Barak is pushing for President Clinton to mediate a three-way summit with Palestinian Authority Chairman Yasser Arafat with the goal of concluding an agreement between them. It's likely that such an agreement would be sealed with a U.S. pledge of a financial aid package.
The daily Ha'aretz newspaper reported Friday that members of Congress had warned leaders of the pro-Israel lobby in Washington that the peace process could be damaged if Jerusalem goes through with the quarter billion dollar deal.
They also said Congress would not approve any military aid package connected to U.S.-brokered agreements between Israel and Syrian, or Israel and the Palestinian Authority.
Barak's willingness to relinquish territory strategic to Israel's own security interests has been based on the assumption that Washington would support the deal with giant aid packages that would let Israel to buy the most advanced high-tech military equipment.
A U.S. Embassy spokesman in Tel Aviv said that the report was inaccurate and that no congressmen had suggested linking the PHALCON sale to peace process aid packages.
Barak's office responded only with a statement that he had made earlier in the week.
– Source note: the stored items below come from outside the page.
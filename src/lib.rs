/*!
 * # xlate - XML translation pipeline
 *
 * A Rust library for extracting the translatable text of XML documents and
 * applying translations back onto them.
 *
 * ## Features
 *
 * - Streaming XML events with namespace-aware element metadata
 * - Messages that keep inline markup as numbered format marks
 * - Sentence segmentation driven by SRX rules, with language cascades
 * - Extraction of units into gettext PO catalogs
 * - Translation that restores inline tags, attributes and whitespace
 * - Built-in XHTML metadata and default segmentation rules
 *
 * ## Architecture
 *
 * The library is organized in these main modules:
 * - `xml`: Event model, parser, serializer and namespace registry
 * - `srx`: Segmentation rule store
 * - `translation`: Messages, segmentation, extraction and translation:
 *   - `translation::segment`: Sentence segmentation
 *   - `translation::extract`: Unit extraction
 *   - `translation::translate`: Catalog-driven translation
 *   - `translation::po`: PO catalog files
 * - `app_config`: Configuration management
 * - `app_controller`: Multi-file orchestration
 * - `file_utils`: File system operations and document encodings
 * - `language_utils`: Language tag utilities
 * - `errors`: Custom error types for the application
 *
 * ## License
 *
 * This project is licensed under the MIT License
 */

// Global lints configuration
// These lints will be allowed but not auto-fixed
#![allow(clippy::uninlined_format_args)]
#![allow(clippy::redundant_closure_for_method_calls)]

// Public modules
pub mod app_config;
pub mod app_controller;
pub mod errors;
pub mod file_utils;
pub mod language_utils;
pub mod srx;
pub mod translation;
pub mod xml;

// Re-export main types for easier usage
pub use app_config::Config;
pub use errors::{AppError, PipelineError, PipelineResult};
pub use language_utils::{get_language_name, normalize_language_tag};
pub use srx::{SrxStore, default_rules};
pub use translation::{Catalog, MemoryCatalog, Message, Segmenter, Unit};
He said Israel was "taking serious note of American concerns regarding the sale" and that Israel had no "intention of harming any vital U.S. interest whatsoever."
Barak has been criticized for not having become more involved in the debate sooner, and for letting the rift with a traditionally-supportive Congress get out of hand.
A former Israeli government liaison to Congress, Yoram Ettinger, said Barak "doesn't want to understand the nature of American interests in the China-Taiwan conflict."
Rather than "displaying tenacity" in holding onto disputed territories like the Golan Heights, Judea and Samaria and Jerusalem, Barak was "displaying a Rambo-like position on [the] Strait of Taiwan," Ettinger said.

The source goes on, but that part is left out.